▸ Working data:
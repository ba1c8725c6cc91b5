//! Schema migrations, run at startup and by the test suite.

use sea_orm_migration::prelude::*;

pub struct Migrator;

#[async_trait::async_trait]
impl MigratorTrait for Migrator {
    fn migrations() -> Vec<Box<dyn MigrationTrait>> {
        vec![
            Box::new(CreateCatalogTables),
            Box::new(CreateUserTables),
        ]
    }
}

pub struct CreateCatalogTables;

impl MigrationName for CreateCatalogTables {
    fn name(&self) -> &'static str {
        "m20250101_000001_create_catalog_tables"
    }
}

/// Columns shared by both catalogs
fn catalog_columns(table: &mut TableCreateStatement) -> &mut TableCreateStatement {
    table
        .col(ColumnDef::new(Catalog::Id).uuid().not_null().primary_key())
        .col(ColumnDef::new(Catalog::Name).string().not_null())
        .col(ColumnDef::new(Catalog::Description).text().not_null())
        .col(ColumnDef::new(Catalog::GenericName).string().null())
        .col(ColumnDef::new(Catalog::Price).double().not_null())
        .col(ColumnDef::new(Catalog::Category).string().not_null())
        .col(ColumnDef::new(Catalog::Tags).json().not_null())
        .col(ColumnDef::new(Catalog::ImageUrl).string().null())
        .col(ColumnDef::new(Catalog::InStock).boolean().not_null().default(true))
        .col(ColumnDef::new(Catalog::Stock).integer().not_null().default(0))
        .col(ColumnDef::new(Catalog::Rating).double().not_null().default(0.0))
        .col(ColumnDef::new(Catalog::CreatedAt).timestamp_with_time_zone().not_null())
        .col(ColumnDef::new(Catalog::UpdatedAt).timestamp_with_time_zone().not_null())
}

#[async_trait::async_trait]
impl MigrationTrait for CreateCatalogTables {
    async fn up(&self, manager: &SchemaManager) -> Result<(), DbErr> {
        let mut products = Table::create();
        products.table(Products::Table).if_not_exists();
        catalog_columns(&mut products)
            .col(ColumnDef::new(Products::Kind).string().not_null().default("medicine"))
            .col(ColumnDef::new(Products::Prescription).boolean().not_null().default(false));
        manager.create_table(products).await?;

        let mut health_products = Table::create();
        health_products.table(HealthProducts::Table).if_not_exists();
        catalog_columns(&mut health_products);
        manager.create_table(health_products).await?;

        for (name, table) in [
            ("idx_products_category", Products::Table.into_iden()),
            ("idx_health_products_category", HealthProducts::Table.into_iden()),
        ] {
            manager
                .create_index(
                    Index::create()
                        .name(name)
                        .table(table)
                        .col(Catalog::Category)
                        .if_not_exists()
                        .to_owned(),
                )
                .await?;
        }
        Ok(())
    }

    async fn down(&self, manager: &SchemaManager) -> Result<(), DbErr> {
        manager
            .drop_table(Table::drop().table(HealthProducts::Table).to_owned())
            .await?;
        manager
            .drop_table(Table::drop().table(Products::Table).to_owned())
            .await?;
        Ok(())
    }
}

pub struct CreateUserTables;

impl MigrationName for CreateUserTables {
    fn name(&self) -> &'static str {
        "m20250101_000002_create_user_tables"
    }
}

#[async_trait::async_trait]
impl MigrationTrait for CreateUserTables {
    async fn up(&self, manager: &SchemaManager) -> Result<(), DbErr> {
        manager
            .create_table(
                Table::create()
                    .table(Users::Table)
                    .if_not_exists()
                    .col(ColumnDef::new(Users::Id).uuid().not_null().primary_key())
                    .col(ColumnDef::new(Users::Name).string().not_null())
                    .col(ColumnDef::new(Users::Email).string().not_null().unique_key())
                    .col(ColumnDef::new(Users::Role).string().not_null().default("user"))
                    .col(ColumnDef::new(Users::CreatedAt).timestamp_with_time_zone().not_null())
                    .col(ColumnDef::new(Users::UpdatedAt).timestamp_with_time_zone().not_null())
                    .to_owned(),
            )
            .await?;

        manager
            .create_table(
                Table::create()
                    .table(Prescriptions::Table)
                    .if_not_exists()
                    .col(ColumnDef::new(Prescriptions::Id).uuid().not_null().primary_key())
                    .col(ColumnDef::new(Prescriptions::UserId).uuid().not_null())
                    .col(ColumnDef::new(Prescriptions::Name).string().not_null())
                    .col(ColumnDef::new(Prescriptions::Doctor).string().not_null())
                    .col(ColumnDef::new(Prescriptions::RxNumber).string().not_null())
                    .col(
                        ColumnDef::new(Prescriptions::PrescribedAt)
                            .timestamp_with_time_zone()
                            .not_null(),
                    )
                    .col(ColumnDef::new(Prescriptions::NextRefillAt).timestamp_with_time_zone().null())
                    .col(ColumnDef::new(Prescriptions::ExpiredAt).timestamp_with_time_zone().null())
                    .col(ColumnDef::new(Prescriptions::RefillsLeft).integer().not_null().default(0))
                    .col(ColumnDef::new(Prescriptions::Status).string().not_null())
                    .col(ColumnDef::new(Prescriptions::Note).text().null())
                    .col(ColumnDef::new(Prescriptions::CreatedAt).timestamp_with_time_zone().not_null())
                    .col(ColumnDef::new(Prescriptions::UpdatedAt).timestamp_with_time_zone().not_null())
                    .foreign_key(
                        ForeignKey::create()
                            .name("fk_prescriptions_user")
                            .from(Prescriptions::Table, Prescriptions::UserId)
                            .to(Users::Table, Users::Id)
                            .on_delete(ForeignKeyAction::Cascade),
                    )
                    .to_owned(),
            )
            .await?;

        for (name, column) in [
            ("idx_prescriptions_user_id", Prescriptions::UserId),
            ("idx_prescriptions_status", Prescriptions::Status),
        ] {
            manager
                .create_index(
                    Index::create()
                        .name(name)
                        .table(Prescriptions::Table)
                        .col(column)
                        .if_not_exists()
                        .to_owned(),
                )
                .await?;
        }
        Ok(())
    }

    async fn down(&self, manager: &SchemaManager) -> Result<(), DbErr> {
        manager
            .drop_table(Table::drop().table(Prescriptions::Table).to_owned())
            .await?;
        manager
            .drop_table(Table::drop().table(Users::Table).to_owned())
            .await?;
        Ok(())
    }
}

#[derive(DeriveIden)]
enum Catalog {
    Id,
    Name,
    Description,
    GenericName,
    Price,
    Category,
    Tags,
    ImageUrl,
    InStock,
    Stock,
    Rating,
    CreatedAt,
    UpdatedAt,
}

#[derive(DeriveIden)]
enum Products {
    Table,
    Kind,
    Prescription,
}

#[derive(DeriveIden)]
enum HealthProducts {
    Table,
}

#[derive(DeriveIden)]
enum Users {
    Table,
    Id,
    Name,
    Email,
    Role,
    CreatedAt,
    UpdatedAt,
}

#[derive(DeriveIden)]
enum Prescriptions {
    Table,
    Id,
    UserId,
    Name,
    Doctor,
    RxNumber,
    PrescribedAt,
    NextRefillAt,
    ExpiredAt,
    RefillsLeft,
    Status,
    Note,
    CreatedAt,
    UpdatedAt,
}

▸ Exercise directions: Would you please transcribe the lines above exactly, starting with the first line of the material and ending with the line that has "fn migrations() ->"?

▸ Task response:
repository ba1c8725c6cc91b5
//! Schema migrations, run at startup and by the test suite.

use sea_orm_migration::prelude::*;

pub struct Migrator;

#[async_trait::async_trait]
impl MigratorTrait for Migrator {
    fn migrations() -> Vec<Box<dyn MigrationTrait>> {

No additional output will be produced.